_Requirement:_
Copy out each line of the listing below where the string "that" appears.

= Beginning of Section =

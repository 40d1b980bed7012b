use actix_cors::Cors;
use actix_files::Files;
use actix_web::{
    http::header,
    middleware::{Compress, Logger, NormalizePath},
    web, App, HttpServer,
};
use std::net::SocketAddr;
use tracing::info;
use tracing_subscriber::{EnvFilter, FmtSubscriber};

use foodgram_backend::{config::Config, db::Database, routes, AppState};

#[actix_web::main]
async fn main() -> anyhow::Result<()> {
    dotenvy::dotenv().ok();

    let filter = EnvFilter::try_from_default_env().unwrap_or_else(|_| EnvFilter::new("info"));
    let subscriber = FmtSubscriber::builder()
        .with_env_filter(filter)
        .with_target(false)
        .with_thread_ids(true)
        .with_file(true)
        .with_line_number(true)
        .finish();

    tracing::subscriber::set_global_default(subscriber)?;

    info!("Starting Foodgram backend");

    let config = Config::from_env()?;
    info!("Configuration loaded from environment");

    let db = Database::new(&config.database_url, config.db_max_connections).await?;
    info!("Database connected");

    db.run_migrations().await?;
    info!("Database migrations completed");

    tokio::fs::create_dir_all(&config.media_root).await?;

    let state = web::Data::new(AppState::new(db.clone(), config.clone()));

    let addr = SocketAddr::from((config.host.parse::<std::net::IpAddr>()?, config.port));
    let cors_allow_origin = config.cors_allow_origin.clone();
    let media_url = config.media_url.clone();
    let media_root = config.media_root.clone();
    let max_image_bytes = config.max_image_bytes;

    info!("Server running at http://{}", addr);

    HttpServer::new(move || {
        let cors = if cors_allow_origin == "*" {
            Cors::default()
                .allow_any_origin()
                .allow_any_method()
                .allow_any_header()
                .max_age(3600)
        } else {
            let mut cors = Cors::default();
            for origin in cors_allow_origin.split(',').map(|s| s.trim()) {
                cors = cors.allowed_origin(origin);
            }
            cors.allowed_methods(vec!["GET", "POST", "PUT", "DELETE", "PATCH", "OPTIONS"])
                .allowed_headers(vec![
                    header::CONTENT_TYPE,
                    header::AUTHORIZATION,
                    header::ACCEPT,
                ])
                .expose_headers(vec![header::CONTENT_DISPOSITION])
                .max_age(3600)
        };

        App::new()
            .app_data(state.clone())
            .app_data(routes::json_config(max_image_bytes))
            .wrap(cors)
            .wrap(Compress::default())
            .wrap(Logger::default())
            .wrap(NormalizePath::trim())
            .configure(routes::configure)
            // Stored recipe images
            .service(Files::new(&media_url, &media_root))
    })
    .bind(addr)?
    .run()
    .await?;

    db.close().await;
    Ok(())
}
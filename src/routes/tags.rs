use actix_web::{web, HttpResponse};

use crate::{
    error::{AppError, AppResult},
    middleware::{AdminUser, AuthMiddleware},
    models::TagForm,
    services::TagService,
    AppState,
};

pub fn create_routes(cfg: &mut web::ServiceConfig) {
    cfg.service(
        web::resource("")
            .wrap(AuthMiddleware::optional())
            .route(web::get().to(list_tags))
            .route(web::post().to(create_tag)),
    )
    .service(web::resource("/{id}").route(web::get().to(get_tag)));
}

/// GET / - All tags, unpaginated
async fn list_tags(state: web::Data<AppState>) -> AppResult<HttpResponse> {
    let tags = TagService::new(&state.db).list_tags().await?;
    Ok(HttpResponse::Ok().json(tags))
}

/// POST / - Admin only
async fn create_tag(
    state: web::Data<AppState>,
    admin: AdminUser,
    form: web::Json<TagForm>,
) -> AppResult<HttpResponse> {
    let tag = TagService::new(&state.db).create_tag(&form).await?;
    tracing::info!("Tag {} created by {}", tag.slug, admin.username);

    Ok(HttpResponse::Created().json(tag))
}

/// GET /{id}
async fn get_tag(state: web::Data<AppState>, id: web::Path<i64>) -> AppResult<HttpResponse> {
    let tag = TagService::new(&state.db)
        .get_tag_by_id(id.into_inner())
        .await?
        .ok_or_else(|| AppError::NotFound("Tag not found".to_string()))?;

    Ok(HttpResponse::Ok().json(tag))
}
use crate::error::{AppError, AppResult};
use actix_web::HttpRequest;

/// Raw query string pairs, keeping repeated keys (`?tags=a&tags=b`).
#[derive(Debug, Clone, Default)]
pub struct QueryParams {
    pairs: Vec<(String, String)>,
}

impl QueryParams {
    pub fn parse(query_string: &str) -> Self {
        let pairs = url::form_urlencoded::parse(query_string.as_bytes())
            .map(|(k, v)| (k.into_owned(), v.into_owned()))
            .collect();
        QueryParams { pairs }
    }

    pub fn from_request(req: &HttpRequest) -> Self {
        Self::parse(req.query_string())
    }

    /// First non-empty value for `key`.
    pub fn get(&self, key: &str) -> Option<&str> {
        self.pairs
            .iter()
            .find(|(k, v)| k == key && !v.is_empty())
            .map(|(_, v)| v.as_str())
    }

    pub fn get_all(&self, key: &str) -> Vec<&str> {
        self.pairs
            .iter()
            .filter(|(k, v)| k == key && !v.is_empty())
            .map(|(_, v)| v.as_str())
            .collect()
    }

    pub fn get_i64(&self, key: &str) -> AppResult<Option<i64>> {
        self.get(key)
            .map(|value| {
                value.parse::<i64>().map_err(|_| {
                    AppError::Validation(format!("Query parameter '{}' must be an integer", key))
                })
            })
            .transpose()
    }

    /// Boolean filter flag: `1`/`true` and `0`/`false`, absent means false.
    pub fn get_flag(&self, key: &str) -> AppResult<bool> {
        match self.get(key) {
            None => Ok(false),
            Some("1") | Some("true") | Some("True") => Ok(true),
            Some("0") | Some("false") | Some("False") => Ok(false),
            Some(_) => Err(AppError::Validation(format!(
                "Query parameter '{}' must be 0 or 1",
                key
            ))),
        }
    }
}
use serde::{Deserialize, Serialize};
use validator::Validate;

#[derive(Debug, Deserialize, Validate)]
pub struct TokenLoginRequest {
    #[validate(email)]
    pub email: String,

    #[validate(length(min = 1))]
    pub password: String,
}

#[derive(Debug, Serialize, Deserialize)]
pub struct TokenResponse {
    pub auth_token: String,
}

#[derive(Debug, Clone, Serialize, Deserialize)]
pub struct Claims {
    #[serde(rename = "id")]
    pub sub: i64,
    #[serde(skip_serializing_if = "Option::is_none")]
    pub exp: Option<i64>,
    #[serde(skip_serializing_if = "Option::is_none")]
    pub iat: Option<i64>,
}
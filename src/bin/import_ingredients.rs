//! Loads the ingredient catalogue from a CSV (`name,measurement_unit` with a
//! header line) or JSON file.
//!
//! Usage: `import_ingredients <file>`

use std::path::Path;

use anyhow::Context;
use tracing::info;
use tracing_subscriber::{EnvFilter, FmtSubscriber};

use foodgram_backend::{
    config::Config,
    db::Database,
    services::ingredient::{parse_ingredients_csv, parse_ingredients_json, IngredientService},
};

#[tokio::main]
async fn main() -> anyhow::Result<()> {
    dotenvy::dotenv().ok();

    let filter = EnvFilter::try_from_default_env().unwrap_or_else(|_| EnvFilter::new("info"));
    let subscriber = FmtSubscriber::builder()
        .with_env_filter(filter)
        .with_target(false)
        .finish();
    tracing::subscriber::set_global_default(subscriber)?;

    let path = std::env::args()
        .nth(1)
        .context("usage: import_ingredients <file.csv|file.json>")?;
    let path = Path::new(&path);

    let content = tokio::fs::read_to_string(path)
        .await
        .with_context(|| format!("failed to read {}", path.display()))?;

    let is_json = path
        .extension()
        .is_some_and(|ext| ext.eq_ignore_ascii_case("json"));
    let entries = if is_json {
        parse_ingredients_json(&content)?
    } else {
        parse_ingredients_csv(&content)?
    };
    info!("Read {} ingredients from {}", entries.len(), path.display());

    let config = Config::from_env()?;
    let db = Database::new(&config.database_url, 1).await?;

    let result = async {
        db.run_migrations().await?;
        let inserted = IngredientService::new(&db).bulk_insert(&entries).await?;
        anyhow::Ok(inserted)
    }
    .await;

    db.close().await;

    let inserted = result?;
    info!(
        "Imported {} new ingredients, {} already present",
        inserted,
        entries.len() as u64 - inserted
    );
    Ok(())
}
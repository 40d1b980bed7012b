use crate::db::Database;
use crate::error::{AppError, AppResult};
use crate::models::{CreateUserRequest, User, ROLE_ADMIN, ROLE_USER};
use crate::utils::password::{check_password_strength, hash_password};
use crate::utils::time::current_timestamp_seconds;
use crate::utils::validation::validate_username;
use validator::Validate;

const USER_COLUMNS: &str =
    "id, email, username, first_name, last_name, password_hash, role, created_at";

pub struct UserService<'a> {
    db: &'a Database,
}

impl<'a> UserService<'a> {
    pub fn new(db: &'a Database) -> Self {
        UserService { db }
    }

    pub async fn get_user_by_id(&self, id: i64) -> AppResult<Option<User>> {
        let result = sqlx::query_as::<_, User>(&format!(
            r#"SELECT {} FROM "user" WHERE id = ?"#,
            USER_COLUMNS
        ))
        .bind(id)
        .fetch_optional(&self.db.pool)
        .await?;

        Ok(result)
    }

    pub async fn get_user_by_email(&self, email: &str) -> AppResult<Option<User>> {
        let result = sqlx::query_as::<_, User>(&format!(
            r#"SELECT {} FROM "user" WHERE email = ?"#,
            USER_COLUMNS
        ))
        .bind(email)
        .fetch_optional(&self.db.pool)
        .await?;

        Ok(result)
    }

    pub async fn get_user_by_username(&self, username: &str) -> AppResult<Option<User>> {
        let result = sqlx::query_as::<_, User>(&format!(
            r#"SELECT {} FROM "user" WHERE username = ?"#,
            USER_COLUMNS
        ))
        .bind(username)
        .fetch_optional(&self.db.pool)
        .await?;

        Ok(result)
    }

    /// Users ordered by username.
    pub async fn list_users(&self, offset: i64, limit: i64) -> AppResult<Vec<User>> {
        let users = sqlx::query_as::<_, User>(&format!(
            r#"SELECT {} FROM "user" ORDER BY username LIMIT ? OFFSET ?"#,
            USER_COLUMNS
        ))
        .bind(limit)
        .bind(offset)
        .fetch_all(&self.db.pool)
        .await?;

        Ok(users)
    }

    pub async fn count_users(&self) -> AppResult<i64> {
        let (count,): (i64,) = sqlx::query_as(r#"SELECT COUNT(*) FROM "user""#)
            .fetch_one(&self.db.pool)
            .await?;

        Ok(count)
    }

    /// Registers a user. The very first account becomes an admin.
    pub async fn create_user(&self, form: &CreateUserRequest) -> AppResult<User> {
        form.validate()?;
        validate_username(&form.username)?;
        check_password_strength(&form.password, &[form.username.as_str(), form.email.as_str()])?;

        let email = form.email.trim().to_lowercase();

        if self.get_user_by_email(&email).await?.is_some() {
            return Err(AppError::Validation(
                "A user with that email already exists".to_string(),
            ));
        }
        if self.get_user_by_username(&form.username).await?.is_some() {
            return Err(AppError::Validation(
                "A user with that username already exists".to_string(),
            ));
        }

        let role = if self.count_users().await? == 0 {
            ROLE_ADMIN
        } else {
            ROLE_USER
        };
        let password_hash = hash_password(&form.password)?;
        let now = current_timestamp_seconds();

        let id = sqlx::query(
            r#"
            INSERT INTO "user" (email, username, first_name, last_name, password_hash, role, created_at)
            VALUES (?, ?, ?, ?, ?, ?, ?)
            "#,
        )
        .bind(&email)
        .bind(&form.username)
        .bind(&form.first_name)
        .bind(&form.last_name)
        .bind(&password_hash)
        .bind(role)
        .bind(now)
        .execute(&self.db.pool)
        .await?
        .last_insert_rowid();

        tracing::info!("Registered user {} ({}) with role {}", form.username, id, role);

        self.get_user_by_id(id)
            .await?
            .ok_or_else(|| AppError::Internal("Failed to create user".to_string()))
    }

    pub async fn update_password(&self, id: i64, new_password: &str) -> AppResult<()> {
        let password_hash = hash_password(new_password)?;

        let result = sqlx::query(r#"UPDATE "user" SET password_hash = ? WHERE id = ?"#)
            .bind(password_hash)
            .bind(id)
            .execute(&self.db.pool)
            .await?;

        if result.rows_affected() == 0 {
            return Err(AppError::NotFound("User not found".to_string()));
        }

        Ok(())
    }
}
//! Client configuration
//!
//! Built in code with the `with_*` methods, or loaded from environment
//! variables (a `.env` file in the working directory is honoured):
//!
//! - `BINANCE_API_KEY` / `BINANCE_SECRET_KEY`: credentials, both or neither
//! - `BINANCE_FUTURES_BASE_URL`: base URL override
//! - `BINANCE_USE_TESTNET`: `1` or `true` selects the futures testnet
//! - `BINANCE_HTTP_TIMEOUT_SECS`: request timeout (default 30)
//! - `BINANCE_RECV_WINDOW`: default receive window for signed requests (ms)

use std::time::Duration;

use crate::binance::Credentials;
use crate::error::{Error, Result};

/// Base URL for the USD-M futures API
pub const FUTURES_BASE_URL: &str = "https://fapi.binance.com";

/// Base URL for the USD-M futures testnet
pub const FUTURES_TESTNET_BASE_URL: &str = "https://testnet.binancefuture.com";

const DEFAULT_TIMEOUT_SECS: u64 = 30;

/// Client configuration
#[derive(Debug, Clone)]
pub struct ClientConfig {
    pub base_url: String,
    /// Required only for keyed and signed endpoints
    pub credentials: Option<Credentials>,
    /// Request timeout, enforced by the HTTP client
    pub timeout: Duration,
    /// Default `recvWindow` for signed requests
    pub recv_window: Option<i64>,
    pub user_agent: String,
}

impl Default for ClientConfig {
    fn default() -> Self {
        Self {
            base_url: FUTURES_BASE_URL.to_string(),
            credentials: None,
            timeout: Duration::from_secs(DEFAULT_TIMEOUT_SECS),
            recv_window: None,
            user_agent: format!("{}/{}", env!("CARGO_PKG_NAME"), env!("CARGO_PKG_VERSION")),
        }
    }
}

impl ClientConfig {
    /// Load configuration from the process environment and `.env`
    pub fn from_env() -> Result<Self> {
        dotenv::dotenv().ok();
        Self::from_lookup(|key| std::env::var(key).ok())
    }

    /// Build configuration from any key lookup
    pub fn from_lookup<F>(lookup: F) -> Result<Self>
    where
        F: Fn(&str) -> Option<String>,
    {
        let mut config = Self::default();

        if lookup("BINANCE_USE_TESTNET").is_some_and(|v| is_truthy(&v)) {
            config = config.testnet();
        }
        if let Some(url) = lookup("BINANCE_FUTURES_BASE_URL").filter(|v| !v.is_empty()) {
            config = config.with_base_url(url);
        }

        match (lookup("BINANCE_API_KEY"), lookup("BINANCE_SECRET_KEY")) {
            (Some(key), Some(secret)) => config = config.with_credentials(key, secret),
            (None, None) => {}
            _ => {
                return Err(Error::Config(
                    "BINANCE_API_KEY and BINANCE_SECRET_KEY must be set together".to_string(),
                ))
            }
        }

        if let Some(raw) = lookup("BINANCE_HTTP_TIMEOUT_SECS") {
            let secs: u64 = raw.trim().parse().map_err(|_| {
                Error::Config(format!("BINANCE_HTTP_TIMEOUT_SECS is not a number: {}", raw))
            })?;
            config = config.with_timeout(Duration::from_secs(secs));
        }

        if let Some(raw) = lookup("BINANCE_RECV_WINDOW") {
            let window: i64 = raw.trim().parse().map_err(|_| {
                Error::Config(format!("BINANCE_RECV_WINDOW is not a number: {}", raw))
            })?;
            config = config.with_recv_window(window);
        }

        Ok(config)
    }

    /// Point at the futures testnet
    pub fn testnet(self) -> Self {
        self.with_base_url(FUTURES_TESTNET_BASE_URL)
    }

    pub fn with_base_url(mut self, base_url: impl Into<String>) -> Self {
        self.base_url = base_url.into();
        self
    }

    pub fn with_credentials(
        mut self,
        api_key: impl Into<String>,
        secret_key: impl Into<String>,
    ) -> Self {
        self.credentials = Some(Credentials::new(api_key, secret_key));
        self
    }

    pub fn with_timeout(mut self, timeout: Duration) -> Self {
        self.timeout = timeout;
        self
    }

    pub fn with_recv_window(mut self, recv_window: i64) -> Self {
        self.recv_window = Some(recv_window);
        self
    }

    pub fn with_user_agent(mut self, user_agent: impl Into<String>) -> Self {
        self.user_agent = user_agent.into();
        self
    }
}

fn is_truthy(value: &str) -> bool {
    matches!(
        value.trim().to_ascii_lowercase().as_str(),
        "1" | "true" | "yes"
    )
}
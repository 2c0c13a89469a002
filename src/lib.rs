//! Binance USD-M futures market klines
//!
//! A typed client for `GET /fapi/v1/marketKlines`, built on a small shared API
//! client that also handles keyed and HMAC-signed requests.
//!
//! ```no_run
//! use std::time::Duration;
//! use futures_klines::binance::Client;
//! use futures_klines::context::Context;
//!
//! #[tokio::main]
//! async fn main() -> anyhow::Result<()> {
//!     let client = Client::from_env()?;
//!     let ctx = Context::background().with_timeout(Duration::from_secs(10));
//!
//!     let klines = client
//!         .new_market_klines_service()
//!         .symbol("BTCUSDT")
//!         .interval("1h")
//!         .start_time(1620000000000)
//!         .limit(24)
//!         .execute(&ctx, &[])
//!         .await?;
//!
//!     for kline in &klines {
//!         println!("{} close={}", kline.open_time, kline.close);
//!     }
//!     Ok(())
//! }
//! ```

pub mod binance;
pub mod config;
pub mod context;
pub mod error;

pub use binance::{Client, MarketKline, MarketKlinesService};
pub use config::ClientConfig;
pub use context::{CancelHandle, Context};
pub use error::{Error, Result};
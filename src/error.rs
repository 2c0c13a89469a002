//! Error types for the futures API client

use reqwest::StatusCode;
use thiserror::Error;

/// Errors returned by [`Client`](crate::binance::Client) calls and the services built on it.
#[derive(Debug, Error)]
pub enum Error {
    /// Network failure, timeout or body read error from the HTTP layer
    #[error("transport error: {0}")]
    Transport(#[from] reqwest::Error),

    /// Non-success status without a recognizable API error payload
    #[error("HTTP {status}: {body}")]
    Http { status: StatusCode, body: String },

    /// Non-success status carrying a Binance `{code, msg}` payload
    #[error("API error {code} (HTTP {status}): {msg}")]
    Api {
        status: StatusCode,
        code: i64,
        msg: String,
    },

    /// Response body is not JSON, or not the expected top-level shape
    #[error("failed to decode response: {0}")]
    Decode(#[from] serde_json::Error),

    /// A kline element has fewer positional fields than required
    #[error("invalid kline response: element {index} has {fields} fields, expected at least {min}", min = crate::binance::types::KLINE_MIN_FIELDS)]
    InvalidKlineResponse { index: usize, fields: usize },

    /// A kline field holds the wrong JSON type
    #[error("invalid kline response: element {index} position {position} is not {expected}")]
    InvalidKlineField {
        index: usize,
        position: usize,
        expected: &'static str,
    },

    #[error("request cancelled")]
    Cancelled,

    #[error("request deadline exceeded")]
    DeadlineExceeded,

    /// Keyed or signed request issued by a client without credentials
    #[error("API key and secret are required for this request")]
    MissingCredentials,

    #[error("invalid request URL: {0}")]
    InvalidUrl(String),

    #[error("configuration error: {0}")]
    Config(String),
}

impl Error {
    /// True for responses that arrived but did not have the kline shape
    pub fn is_invalid_response(&self) -> bool {
        matches!(
            self,
            Self::InvalidKlineResponse { .. } | Self::InvalidKlineField { .. }
        )
    }

    /// True when the caller's context ended the call
    pub fn is_cancellation(&self) -> bool {
        matches!(self, Self::Cancelled | Self::DeadlineExceeded)
    }
}

pub type Result<T> = std::result::Result<T, Error>;

#[cfg(test)]
mod tests {
    use super::*;

    #[test]
    fn test_invalid_response_display() {
        let err = Error::InvalidKlineResponse {
            index: 2,
            fields: 7,
        };
        assert_eq!(
            err.to_string(),
            "invalid kline response: element 2 has 7 fields, expected at least 11"
        );
        assert!(err.is_invalid_response());
        assert!(!err.is_cancellation());
    }

    #[test]
    fn test_api_error_display() {
        let err = Error::Api {
            status: StatusCode::BAD_REQUEST,
            code: -1121,
            msg: "Invalid symbol.".to_string(),
        };
        assert_eq!(
            err.to_string(),
            "API error -1121 (HTTP 400 Bad Request): Invalid symbol."
        );
        assert!(!err.is_invalid_response());
    }

    #[test]
    fn test_cancellation_kinds() {
        assert!(Error::Cancelled.is_cancellation());
        assert!(Error::DeadlineExceeded.is_cancellation());
        assert!(!Error::MissingCredentials.is_cancellation());
    }
}
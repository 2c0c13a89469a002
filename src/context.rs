//! Cancellation context passed to every API call
//!
//! A [`Context`] carries an optional cancel signal and an optional deadline.
//! The client races each request against [`Context::done`], so a cancelled or
//! expired context ends the call with [`Error::Cancelled`] or
//! [`Error::DeadlineExceeded`].
//!
//! # Example
//!
//! ```
//! use std::time::Duration;
//! use futures_klines::context::Context;
//!
//! let (ctx, handle) = Context::with_cancel();
//! let ctx = ctx.with_timeout(Duration::from_secs(10));
//! assert!(!ctx.is_cancelled());
//!
//! handle.cancel();
//! assert!(ctx.is_cancelled());
//! ```

use std::time::Duration;
use tokio::sync::watch;
use tokio::time::Instant;

use crate::error::Error;

/// Caller-supplied cancellation signal and deadline for one or more calls
#[derive(Debug, Clone, Default)]
pub struct Context {
    cancel: Option<watch::Receiver<bool>>,
    deadline: Option<Instant>,
}

/// Cancels every [`Context`] cloned from the one it was created with
#[derive(Debug)]
pub struct CancelHandle {
    tx: watch::Sender<bool>,
}

impl CancelHandle {
    pub fn cancel(&self) {
        // send_replace never fails, even with no live receivers
        self.tx.send_replace(true);
    }
}

impl Context {
    /// A context that is never cancelled and has no deadline
    pub fn background() -> Self {
        Self::default()
    }

    /// A cancellable context and the handle that cancels it
    pub fn with_cancel() -> (Self, CancelHandle) {
        let (tx, rx) = watch::channel(false);
        let ctx = Self {
            cancel: Some(rx),
            deadline: None,
        };
        (ctx, CancelHandle { tx })
    }

    /// Add a deadline `timeout` from now. The earlier deadline wins.
    pub fn with_timeout(self, timeout: Duration) -> Self {
        self.with_deadline(Instant::now() + timeout)
    }

    /// Add an absolute deadline. The earlier deadline wins.
    pub fn with_deadline(mut self, deadline: Instant) -> Self {
        self.deadline = Some(match self.deadline {
            Some(existing) => existing.min(deadline),
            None => deadline,
        });
        self
    }

    pub fn deadline(&self) -> Option<Instant> {
        self.deadline
    }

    /// True once the cancel handle fired
    pub fn is_cancelled(&self) -> bool {
        self.cancel.as_ref().is_some_and(|rx| *rx.borrow())
    }

    /// Check the context without waiting
    pub fn err(&self) -> Option<Error> {
        if self.is_cancelled() {
            return Some(Error::Cancelled);
        }
        match self.deadline {
            Some(deadline) if Instant::now() >= deadline => Some(Error::DeadlineExceeded),
            _ => None,
        }
    }

    /// Resolve once the context is cancelled or its deadline passes.
    ///
    /// Pends forever for a background context. A dropped [`CancelHandle`]
    /// never cancels.
    pub async fn done(&self) -> Error {
        let cancelled = async {
            match &self.cancel {
                Some(rx) => {
                    let mut rx = rx.clone();
                    if rx.wait_for(|cancelled| *cancelled).await.is_err() {
                        std::future::pending::<()>().await;
                    }
                }
                None => std::future::pending::<()>().await,
            }
        };

        let expired = async {
            match self.deadline {
                Some(deadline) => tokio::time::sleep_until(deadline).await,
                None => std::future::pending::<()>().await,
            }
        };

        tokio::select! {
            biased;
            _ = cancelled => Error::Cancelled,
            _ = expired => Error::DeadlineExceeded,
        }
    }
}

= End of Section =

_Written solution:_
                "A user with that email already exists".to_string(),
                "A user with that username already exists".to_string(),
//! client that also handles keyed and HMAC-signed requests.
    /// True for responses that arrived but did not have the kline shape
    /// A context that is never cancelled and has no deadline
    /// A cancellable context and the handle that cancels it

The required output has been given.